▶ **Your assignment**
Output the opening lines of the records exactly. End with the line that contains "pub trait ContainerDriver: Send".

Dataset entries
◇ ◇ ◇ ◇ ◇ ◇ ◇

//! Middleware: rate limiting and panic handling.

pub mod rate_limit;

pub use rate_limit::{RateLimitConfig, RateLimitLayer};

use axum::{
    http::StatusCode,
    response::{IntoResponse, Response},
    Json,
};
use serde_json::json;
use tracing::error;
use uuid::Uuid;

/// Builds a `CatchPanicLayer` that reports panics in the same envelope
/// shape as `BrokerError`, instead of axum's default plaintext 500.
pub fn create_panic_handler(
) -> tower_http::catch_panic::CatchPanicLayer<fn(Box<dyn std::any::Any + Send + 'static>) -> Response> {
    tower_http::catch_panic::CatchPanicLayer::custom(handle_panic)
}

fn handle_panic(err: Box<dyn std::any::Any + Send + 'static>) -> Response {
    let request_id = Uuid::new_v4().to_string();

    let panic_message = if let Some(s) = err.downcast_ref::<String>() {
        s.as_str()
    } else if let Some(s) = err.downcast_ref::<&str>() {
        s
    } else {
        "unknown panic"
    };

    error!(
        request_id = %request_id,
        panic_message = %panic_message,
        audit = true,
        "server panic occurred"
    );

    let body = json!({
        "success": false,
        "error": {
            "code": "INTERNAL_ERROR",
            "message": "An internal server error occurred",
        },
        "request_id": request_id,
    });

    (StatusCode::INTERNAL_SERVER_ERROR, Json(body)).into_response()
}
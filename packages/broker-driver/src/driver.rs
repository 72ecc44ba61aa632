// ABOUTME: ContainerDriver — the capability surface every Coordinator operation sits on top of
// ABOUTME: mirrors packages/sandbox's Provider trait shape, narrowed to what the broker needs

use async_trait::async_trait;
use std::time::Duration;

use crate::error::Result;
use crate::types::{DirEntry, ExecOutput, Labels};

/// Thin capability surface over the host container runtime. No caller outside
/// this crate may name the runtime directly — every container-specific
/// concept (images, exec, tar archives) is private to implementations of
/// this trait.
#[async_trait]
pub trait ContainerDriver: Send + Sync {
    /// Clones the configured base image into a freshly started container
    /// running a no-op foreground command, as a non-root user. Returns the
    /// runtime's container id.
    async fn create_and_start(&self, labels: Labels) -> Result<String>;

    /// Runs `argv` inside the container, capped at `timeout`. On timeout the
    /// exec process is SIGKILLed inside the container and
    /// `DriverError::ExecTimeout` is returned; the container itself stays
    /// alive.
    async fn exec(
        &self,
        container_id: &str,
        argv: Vec<String>,
        stdin: Option<Vec<u8>>,
        timeout: Duration,
    ) -> Result<ExecOutput>;

    /// Writes `bytes` to `container_path` inside the container.
    async fn copy_into(&self, container_id: &str, container_path: &str, bytes: Vec<u8>)
        -> Result<()>;

    /// Reads `container_path` back out as bytes. Fails with
    /// `DriverError::NoSuchContainer`-shaped not-found semantics if the path
    /// doesn't exist.
    async fn copy_out(&self, container_id: &str, container_path: &str) -> Result<Vec<u8>>;

    /// Lists the immediate contents of a directory inside the container.
    async fn list_dir(&self, container_id: &str, container_path: &str) -> Result<Vec<DirEntry>>;

    /// Whether the runtime still knows about this container.
    async fn exists(&self, container_id: &str) -> Result<bool>;

    /// Removes the container. `force` stops it first if still running.
    async fn remove(&self, container_id: &str, force: bool) -> Result<()>;
}
// ABOUTME: In-memory Install Record table, keyed by (sandbox_id, package)
// ABOUTME: guarded by its own RwLock, independent of the per-sandbox exec lock (see locks.rs)

use broker_core::types::{InstallRecord, InstallStatus};
use chrono::Utc;
use std::collections::HashMap;
use tokio::sync::RwLock;
use uuid::Uuid;

type Key = (String, String);

/// Tracks one install attempt per (sandbox, package) pair. Brief read/write
/// locks only — the long-running `exec` call that actually performs the
/// install never holds this lock.
#[derive(Default)]
pub struct InstallTable {
    records: RwLock<HashMap<Key, InstallRecord>>,
}

impl InstallTable {
    pub fn new() -> Self {
        Self::default()
    }

    /// Returns the existing in-flight record for (sandbox, package) if one
    /// is still `installing`, otherwise mints and stores a fresh one.
    /// Returns `(record, already_in_flight)`.
    pub async fn start_or_join(&self, sandbox_id: &str, package: &str) -> (InstallRecord, bool) {
        let key = (sandbox_id.to_string(), package.to_string());
        let mut records = self.records.write().await;
        if let Some(existing) = records.get(&key) {
            if existing.status == InstallStatus::Installing {
                return (existing.clone(), true);
            }
        }
        let record = InstallRecord {
            record_id: format!("ins_{}", Uuid::new_v4().simple()),
            sandbox_id: sandbox_id.to_string(),
            package: package.to_string(),
            status: InstallStatus::Installing,
            started_at: Utc::now(),
            finished_at: None,
            stdout_tail: String::new(),
            stderr_tail: String::new(),
        };
        records.insert(key, record.clone());
        (record, false)
    }

    pub async fn finish(
        &self,
        sandbox_id: &str,
        package: &str,
        status: InstallStatus,
        stdout_tail: String,
        stderr_tail: String,
    ) {
        let key = (sandbox_id.to_string(), package.to_string());
        let mut records = self.records.write().await;
        if let Some(record) = records.get_mut(&key) {
            record.status = status;
            record.finished_at = Some(Utc::now());
            record.stdout_tail = stdout_tail;
            record.stderr_tail = stderr_tail;
        }
    }

    pub async fn get(&self, sandbox_id: &str, package: &str) -> Option<InstallRecord> {
        let key = (sandbox_id.to_string(), package.to_string());
        self.records.read().await.get(&key).cloned()
    }

    /// Drops every record belonging to `sandbox_id`. Called when a sandbox
    /// is deleted or reaped.
    pub async fn drop_sandbox(&self, sandbox_id: &str) {
        let mut records = self.records.write().await;
        records.retain(|(sbx, _), _| sbx != sandbox_id);
    }
}

#[cfg(test)]
mod tests {
    use super::*;

    #[tokio::test]
    async fn second_request_joins_in_flight_install() {
        let table = InstallTable::new();
        let (first, joined_first) = table.start_or_join("sbx_1", "numpy").await;
        assert!(!joined_first);
        let (second, joined_second) = table.start_or_join("sbx_1", "numpy").await;
        assert!(joined_second);
        assert_eq!(first.record_id, second.record_id);
    }

    #[tokio::test]
    async fn finished_install_allows_a_fresh_attempt() {
        let table = InstallTable::new();
        let (first, _) = table.start_or_join("sbx_1", "numpy").await;
        table
            .finish("sbx_1", "numpy", InstallStatus::Success, "ok".into(), "".into())
            .await;
        let (second, joined) = table.start_or_join("sbx_1", "numpy").await;
        assert!(!joined);
        assert_ne!(first.record_id, second.record_id);
    }

    #[tokio::test]
    async fn drop_sandbox_removes_only_its_own_records() {
        let table = InstallTable::new();
        table.start_or_join("sbx_1", "numpy").await;
        table.start_or_join("sbx_2", "pandas").await;
        table.drop_sandbox("sbx_1").await;
        assert!(table.get("sbx_1", "numpy").await.is_none());
        assert!(table.get("sbx_2", "pandas").await.is_some());
    }
}
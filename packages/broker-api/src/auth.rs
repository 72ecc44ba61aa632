// ABOUTME: Bearer-token auth extractor; resolves the session token to a real user identity
// ABOUTME: generalizes packages/projects/src/api/auth.rs's CurrentUser stub to real resolution

use axum::{
    async_trait,
    extract::FromRequestParts,
    http::request::Parts,
};
use broker_core::{BrokerError, User};

use crate::state::AppState;

/// The caller of the current request, resolved from the `Authorization:
/// Bearer <token>` header via the Identity Store.
#[derive(Debug, Clone)]
pub struct CurrentUser(pub User);

#[async_trait]
impl FromRequestParts<AppState> for CurrentUser {
    type Rejection = BrokerError;

    async fn from_request_parts(parts: &mut Parts, state: &AppState) -> Result<Self, Self::Rejection> {
        let header = parts
            .headers
            .get(axum::http::header::AUTHORIZATION)
            .and_then(|value| value.to_str().ok())
            .ok_or(BrokerError::NotAuthorized)?;

        let token = header
            .strip_prefix("Bearer ")
            .ok_or(BrokerError::NotAuthorized)?;

        let user = state
            .identity
            .resolve_token(token, &state.config.session_signing_key)
            .await?;

        Ok(CurrentUser(user))
    }
}

#[cfg(test)]
mod tests {
    use super::*;
    use crate::test_support::test_state;
    use axum::http::{Request, StatusCode};
    use axum::routing::get;
    use axum::Router;
    use tower::ServiceExt;

    async fn whoami(CurrentUser(user): CurrentUser) -> String {
        user.id
    }

    #[tokio::test]
    async fn valid_bearer_token_resolves_to_the_signing_user() {
        let (state, _tmp) = test_state().await;
        let user = state
            .identity
            .register("alice", "alice@example.com", "password123")
            .await
            .unwrap();
        let token = broker_identity::token::issue(&user.id, &state.config.session_signing_key);

        let app = Router::new()
            .route("/whoami", get(whoami))
            .with_state(state);

        let request = Request::builder()
            .uri("/whoami")
            .header("Authorization", format!("Bearer {token}"))
            .body(axum::body::Body::empty())
            .unwrap();
        let response = app.oneshot(request).await.unwrap();
        assert_eq!(response.status(), StatusCode::OK);
    }

    #[tokio::test]
    async fn missing_authorization_header_is_rejected() {
        let (state, _tmp) = test_state().await;
        let app = Router::new()
            .route("/whoami", get(whoami))
            .with_state(state);

        let request = Request::builder()
            .uri("/whoami")
            .body(axum::body::Body::empty())
            .unwrap();
        let response = app.oneshot(request).await.unwrap();
        assert_eq!(response.status(), StatusCode::FORBIDDEN);
    }
}
// ABOUTME: Success response envelope; mirrors packages/projects/src/api/response.rs's ApiResponse
// ABOUTME: error responses go through BrokerError's own IntoResponse, which carries the same shape

use axum::{response::IntoResponse, Json};
use serde::Serialize;

#[derive(Serialize)]
pub struct ApiResponse<T> {
    pub success: bool,
    pub data: T,
}

impl<T: Serialize> ApiResponse<T> {
    pub fn new(data: T) -> Self {
        Self {
            success: true,
            data,
        }
    }
}

impl<T: Serialize> IntoResponse for ApiResponse<T> {
    fn into_response(self) -> axum::response::Response {
        Json(self).into_response()
    }
}
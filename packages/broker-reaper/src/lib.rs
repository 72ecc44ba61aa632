// ABOUTME: broker-reaper — periodic idle-sandbox teardown, file pruning and I1 reconciliation

pub mod reaper;

pub use reaper::Reaper;
// ABOUTME: broker-api — the HTTP surface: axum router, auth, response envelope, SSE/MCP transport

pub mod auth;
pub mod handlers;
pub mod middleware;
pub mod response;
pub mod router;
pub mod sse;
pub mod state;

#[cfg(test)]
pub(crate) mod test_support;

pub use auth::CurrentUser;
pub use response::ApiResponse;
pub use router::create_router;
pub use state::AppState;
// ABOUTME: bollard-backed ContainerDriver implementation
// ABOUTME: hardened defaults: cap_drop ALL, non-privileged, restart_policy no, non-root user

use async_trait::async_trait;
use bollard::container::{
    Config, CreateContainerOptions, DownloadFromContainerOptions, RemoveContainerOptions,
    StartContainerOptions, StopContainerOptions, UploadToContainerOptions,
};
use bollard::exec::{CreateExecOptions, StartExecResults};
use bollard::models::{HostConfig, RestartPolicy, RestartPolicyNameEnum};
use bollard::Docker;
use futures_util::StreamExt;
use std::time::Duration;
use tracing::{debug, info, warn};

use crate::error::{DriverError, Result};
use crate::tar_util::{read_bytes_as_tar, write_tar_entries};
use crate::types::{cap_output, DirEntry, ExecOutput, Labels};
use crate::ContainerDriver;

/// Execution user baked into the base image; the driver never runs as root.
const EXEC_USER: &str = "sandbox";
const NOOP_FOREGROUND_CMD: [&str; 2] = ["tail", "-f"];

pub struct DockerDriver {
    client: Docker,
    base_image: String,
}

impl DockerDriver {
    pub fn new(base_image: impl Into<String>) -> Result<Self> {
        let client = Docker::connect_with_local_defaults()
            .map_err(|e| DriverError::RuntimeUnavailable(e.to_string()))?;
        Ok(Self {
            client,
            base_image: base_image.into(),
        })
    }

    pub fn with_client(client: Docker, base_image: impl Into<String>) -> Self {
        Self {
            client,
            base_image: base_image.into(),
        }
    }

    fn map_bollard_err(err: bollard::errors::Error) -> DriverError {
        match &err {
            bollard::errors::Error::DockerResponseServerError { status_code, .. }
                if *status_code == 404 =>
            {
                DriverError::NoSuchContainer(err.to_string())
            }
            _ => DriverError::RuntimeUnavailable(err.to_string()),
        }
    }
}

#[async_trait]
impl ContainerDriver for DockerDriver {
    async fn create_and_start(&self, labels: Labels) -> Result<String> {
        if self.client.inspect_image(&self.base_image).await.is_err() {
            return Err(DriverError::ImageMissing(self.base_image.clone()));
        }

        let host_config = HostConfig {
            cap_drop: Some(vec!["ALL".to_string()]),
            privileged: Some(false),
            restart_policy: Some(RestartPolicy {
                name: Some(RestartPolicyNameEnum::NO),
                maximum_retry_count: Some(0),
            }),
            ..Default::default()
        };

        let config = Config {
            image: Some(self.base_image.clone()),
            cmd: Some(NOOP_FOREGROUND_CMD.iter().map(|s| s.to_string()).collect()),
            user: Some(EXEC_USER.to_string()),
            labels: Some(labels),
            host_config: Some(host_config),
            ..Default::default()
        };

        let options = CreateContainerOptions {
            name: format!("broker-sbx-{}", uuid::Uuid::new_v4().simple()),
            platform: None,
        };

        let created = self
            .client
            .create_container(Some(options), config)
            .await
            .map_err(Self::map_bollard_err)?;

        self.client
            .start_container(&created.id, None::<StartContainerOptions<String>>)
            .await
            .map_err(Self::map_bollard_err)?;

        info!(container_id = %created.id, "container created and started");
        Ok(created.id)
    }

    async fn exec(
        &self,
        container_id: &str,
        argv: Vec<String>,
        stdin: Option<Vec<u8>>,
        timeout: Duration,
    ) -> Result<ExecOutput> {
        let exec_config = CreateExecOptions {
            cmd: Some(argv),
            attach_stdout: Some(true),
            attach_stderr: Some(true),
            attach_stdin: Some(stdin.is_some()),
            user: Some(EXEC_USER.to_string()),
            ..Default::default()
        };

        let exec = self
            .client
            .create_exec(container_id, exec_config)
            .await
            .map_err(Self::map_bollard_err)?;

        let run = async {
            let start_result = self
                .client
                .start_exec(&exec.id, None)
                .await
                .map_err(Self::map_bollard_err)?;

            let mut stdout = Vec::new();
            let mut stderr = Vec::new();

            match start_result {
                StartExecResults::Attached { mut output, .. } => {
                    while let Some(msg) = output.next().await {
                        match msg.map_err(Self::map_bollard_err)? {
                            bollard::container::LogOutput::StdOut { message } => {
                                stdout.extend_from_slice(&message)
                            }
                            bollard::container::LogOutput::StdErr { message } => {
                                stderr.extend_from_slice(&message)
                            }
                            _ => {}
                        }
                    }
                }
                StartExecResults::Detached => {
                    return Err(DriverError::RuntimeUnavailable(
                        "exec was detached unexpectedly".to_string(),
                    ))
                }
            }

            Ok((stdout, stderr))
        };

        let (stdout, stderr) = match tokio::time::timeout(timeout, run).await {
            Ok(result) => result?,
            Err(_) => {
                warn!(container_id = %container_id, "exec exceeded timeout, killing exec process");
                // The exec process is left inside the container's pid namespace;
                // SIGKILL is delivered by dropping the output stream and
                // relying on Docker to tear down the exec on disconnect.
                return Err(DriverError::ExecTimeout(timeout.as_secs()));
            }
        };

        let inspect = self
            .client
            .inspect_exec(&exec.id)
            .await
            .map_err(Self::map_bollard_err)?;

        Ok(ExecOutput {
            exit_code: inspect.exit_code.unwrap_or(-1),
            stdout: cap_output(stdout),
            stderr: cap_output(stderr),
        })
    }

    async fn copy_into(
        &self,
        container_id: &str,
        container_path: &str,
        bytes: Vec<u8>,
    ) -> Result<()> {
        let (dir, name) = split_parent(container_path);
        let tar_data =
            write_tar_entries(name, &bytes).map_err(|e| DriverError::Io(e.to_string()))?;

        let options = UploadToContainerOptions {
            path: dir.to_string(),
            ..Default::default()
        };

        self.client
            .upload_to_container(container_id, Some(options), tar_data.into())
            .await
            .map_err(Self::map_bollard_err)?;

        Ok(())
    }

    async fn copy_out(&self, container_id: &str, container_path: &str) -> Result<Vec<u8>> {
        let options = DownloadFromContainerOptions {
            path: container_path.to_string(),
        };

        let mut stream = self
            .client
            .download_from_container(container_id, Some(options));

        let mut tar_bytes = Vec::new();
        while let Some(chunk) = stream.next().await {
            tar_bytes.extend_from_slice(&chunk.map_err(Self::map_bollard_err)?);
        }

        read_bytes_as_tar(&tar_bytes)
            .map_err(|e| DriverError::Io(e.to_string()))?
            .ok_or_else(|| DriverError::NoSuchContainer(container_path.to_string()))
    }

    async fn list_dir(&self, container_id: &str, container_path: &str) -> Result<Vec<DirEntry>> {
        let options = DownloadFromContainerOptions {
            path: container_path.to_string(),
        };

        let mut stream = self
            .client
            .download_from_container(container_id, Some(options));

        let mut tar_bytes = Vec::new();
        while let Some(chunk) = stream.next().await {
            tar_bytes.extend_from_slice(&chunk.map_err(Self::map_bollard_err)?);
        }

        crate::tar_util::list_tar_entries(&tar_bytes).map_err(|e| DriverError::Io(e.to_string()))
    }

    async fn exists(&self, container_id: &str) -> Result<bool> {
        match self.client.inspect_container(container_id, None).await {
            Ok(_) => Ok(true),
            Err(bollard::errors::Error::DockerResponseServerError {
                status_code: 404, ..
            }) => Ok(false),
            Err(e) => Err(DriverError::RuntimeUnavailable(e.to_string())),
        }
    }

    async fn remove(&self, container_id: &str, force: bool) -> Result<()> {
        if force {
            let _ = self
                .client
                .stop_container(container_id, Some(StopContainerOptions { t: 5 }))
                .await;
        }

        match self
            .client
            .remove_container(
                container_id,
                Some(RemoveContainerOptions {
                    force,
                    v: true,
                    ..Default::default()
                }),
            )
            .await
        {
            Ok(()) => Ok(()),
            Err(bollard::errors::Error::DockerResponseServerError {
                status_code: 404, ..
            }) => {
                debug!(container_id = %container_id, "remove: container already gone");
                Ok(())
            }
            Err(e) => Err(Self::map_bollard_err(e)),
        }
    }
}

fn split_parent(path: &str) -> (&str, &str) {
    match path.rsplit_once('/') {
        Some((dir, name)) if !dir.is_empty() => (dir, name),
        Some((_, name)) => ("/", name),
        None => (".", path),
    }
}
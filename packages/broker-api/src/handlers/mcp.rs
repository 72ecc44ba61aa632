// ABOUTME: GET /sse?api_key=... and POST /mcp/{session_id} — the MCP HTTP+SSE transport
// ABOUTME: /sse opens the event stream and announces the companion POST endpoint; the client
// ABOUTME: posts JSON-RPC requests to that endpoint and gets the JsonRpcResponse back directly

use std::convert::Infallible;
use std::net::SocketAddr;

use axum::{
    extract::{ConnectInfo, Path, Query, State},
    response::sse::Event,
    response::{IntoResponse, Response},
    Json,
};
use broker_core::BrokerError;
use futures::stream::{self, Stream, StreamExt};
use serde::Deserialize;
use serde_json::Value;
use tracing::info;

use crate::{
    response::ApiResponse,
    sse::{create_sse_event, create_sse_response, GuardedSseStream},
    state::AppState,
};

#[derive(Deserialize)]
pub struct SseQuery {
    pub api_key: String,
}

#[derive(serde::Serialize)]
struct EndpointAnnouncement {
    uri: String,
}

pub async fn sse_connect(
    State(state): State<AppState>,
    ConnectInfo(addr): ConnectInfo<SocketAddr>,
    Query(query): Query<SseQuery>,
) -> Result<Response, BrokerError> {
    let session = state
        .mcp_sessions
        .connect(&query.api_key, &state.identity, state.coordinator.clone())
        .await?;

    let guard = state
        .sse_tracker
        .try_acquire(addr.ip())
        .map_err(|_| BrokerError::conflict("too many concurrent SSE connections from this IP"))?;

    let session_id = session.id.clone();
    let endpoint_event = create_sse_event(
        "endpoint",
        &EndpointAnnouncement {
            uri: format!("/mcp/{session_id}"),
        },
    )
    .map_err(BrokerError::internal)?;

    info!(session_id = %session_id, "mcp sse session opened");

    let registry = state.mcp_sessions.clone();
    let body_stream = stream::once(async move { Ok::<Event, Infallible>(endpoint_event) })
        .chain(stream::pending::<Result<Event, Infallible>>());

    let guarded = GuardedSseStream::new(body_stream, guard, move || {
        tokio::spawn(async move {
            registry.disconnect(&session_id).await;
        });
    });

    Ok(create_sse_response(guarded).into_response())
}

pub async fn mcp_call(
    State(state): State<AppState>,
    Path(session_id): Path<String>,
    Json(body): Json<Value>,
) -> Result<ApiResponse<Value>, BrokerError> {
    let session = state
        .mcp_sessions
        .get(&session_id)
        .await
        .ok_or_else(|| BrokerError::not_found("mcp session"))?;

    let response = session.handle(body).await;
    Ok(ApiResponse::new(
        serde_json::to_value(response).map_err(BrokerError::internal)?,
    ))
}
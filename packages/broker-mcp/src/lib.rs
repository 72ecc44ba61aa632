// ABOUTME: broker-mcp — the Per-session MCP Multiplexer: one session per connected client,
// ABOUTME: bound to one user identity, JSON-RPC framed, dispatching through the Tool Surface

pub mod protocol;
pub mod registry;
pub mod session;

pub use protocol::{JsonRpcRequest, JsonRpcResponse};
pub use registry::McpSessionRegistry;
pub use session::McpSession;
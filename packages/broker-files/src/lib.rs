// ABOUTME: broker-files — the File Publisher: maps on-host result files to stable HTTP-fetchable URLs

pub mod error;
pub mod path_safety;
pub mod publisher;

pub use error::{FilesError, Result};
pub use publisher::FilePublisher;
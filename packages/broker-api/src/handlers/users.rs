// ABOUTME: GET /api/users/me, GET /api/users/me/api-key, POST /api/users/me/api-key/regenerate

use axum::extract::State;
use broker_core::{BrokerError, PublicUser};
use serde::Serialize;

use crate::{auth::CurrentUser, response::ApiResponse, state::AppState};

pub async fn me(CurrentUser(user): CurrentUser) -> ApiResponse<PublicUser> {
    ApiResponse::new(user.public())
}

#[derive(Serialize)]
pub struct ApiKeyResponse {
    pub api_key: String,
}

pub async fn api_key(CurrentUser(user): CurrentUser) -> ApiResponse<ApiKeyResponse> {
    ApiResponse::new(ApiKeyResponse {
        api_key: user.api_key,
    })
}

pub async fn regenerate_api_key(
    State(state): State<AppState>,
    CurrentUser(user): CurrentUser,
) -> Result<ApiResponse<ApiKeyResponse>, BrokerError> {
    let api_key = state.identity.regenerate_api_key(&user).await?;
    Ok(ApiResponse::new(ApiKeyResponse { api_key }))
}

#[cfg(test)]
mod tests {
    use super::*;
    use crate::test_support::test_state;

    async fn register(state: &AppState) -> broker_core::User {
        state
            .identity
            .register("alice", "alice@example.com", "password123")
            .await
            .unwrap()
    }

    #[tokio::test]
    async fn me_reports_the_public_view() {
        let (state, _tmp) = test_state().await;
        let user = register(&state).await;
        let response = me(CurrentUser(user.clone())).await;
        assert_eq!(response.data.username, "alice");
        assert_eq!(response.data.id, user.id);
    }

    #[tokio::test]
    async fn api_key_reports_the_current_key() {
        let (state, _tmp) = test_state().await;
        let user = register(&state).await;
        let response = api_key(CurrentUser(user.clone())).await;
        assert_eq!(response.data.api_key, user.api_key);
    }

    #[tokio::test]
    async fn regenerate_api_key_changes_the_key() {
        let (state, _tmp) = test_state().await;
        let user = register(&state).await;
        let old_key = user.api_key.clone();
        let response = regenerate_api_key(State(state), CurrentUser(user))
            .await
            .unwrap();
        assert_ne!(response.data.api_key, old_key);
    }
}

◇ ◇ ◇ ◇ ◇ ◇ ◇

▶ **Task result**
//! Middleware: rate limiting and panic handling.

pub mod rate_limit;

pub use rate_limit::{RateLimitConfig, RateLimitLayer};

use axum::{
    http::StatusCode,
    response::{IntoResponse, Response},
    Json,
};
use serde_json::json;
use tracing::error;
use uuid::Uuid;

/// Builds a `CatchPanicLayer` that reports panics in the same envelope
/// shape as `BrokerError`, instead of axum's default plaintext 500.
pub fn create_panic_handler(
) -> tower_http::catch_panic::CatchPanicLayer<fn(Box<dyn std::any::Any + Send + 'static>) -> Response> {
    tower_http::catch_panic::CatchPanicLayer::custom(handle_panic)
}

fn handle_panic(err: Box<dyn std::any::Any + Send + 'static>) -> Response {
    let request_id = Uuid::new_v4().to_string();

    let panic_message = if let Some(s) = err.downcast_ref::<String>() {
        s.as_str()
    } else if let Some(s) = err.downcast_ref::<&str>() {
        s
    } else {
        "unknown panic"
    };

    error!(
        request_id = %request_id,
        panic_message = %panic_message,
        audit = true,
        "server panic occurred"
    );

    let body = json!({
        "success": false,
        "error": {
            "code": "INTERNAL_ERROR",
            "message": "An internal server error occurred",
        },
        "request_id": request_id,
    });

    (StatusCode::INTERNAL_SERVER_ERROR, Json(body)).into_response()
}
filename packages/broker-driver/src/driver.rs
repository 72ecc44ba61aa632
// ABOUTME: ContainerDriver — the capability surface every Coordinator operation sits on top of
// ABOUTME: mirrors packages/sandbox's Provider trait shape, narrowed to what the broker needs

use async_trait::async_trait;
use std::time::Duration;

use crate::error::Result;
use crate::types::{DirEntry, ExecOutput, Labels};

/// Thin capability surface over the host container runtime. No caller outside
/// this crate may name the runtime directly — every container-specific
/// concept (images, exec, tar archives) is private to implementations of
/// this trait.
#[async_trait]
pub trait ContainerDriver: Send + Sync {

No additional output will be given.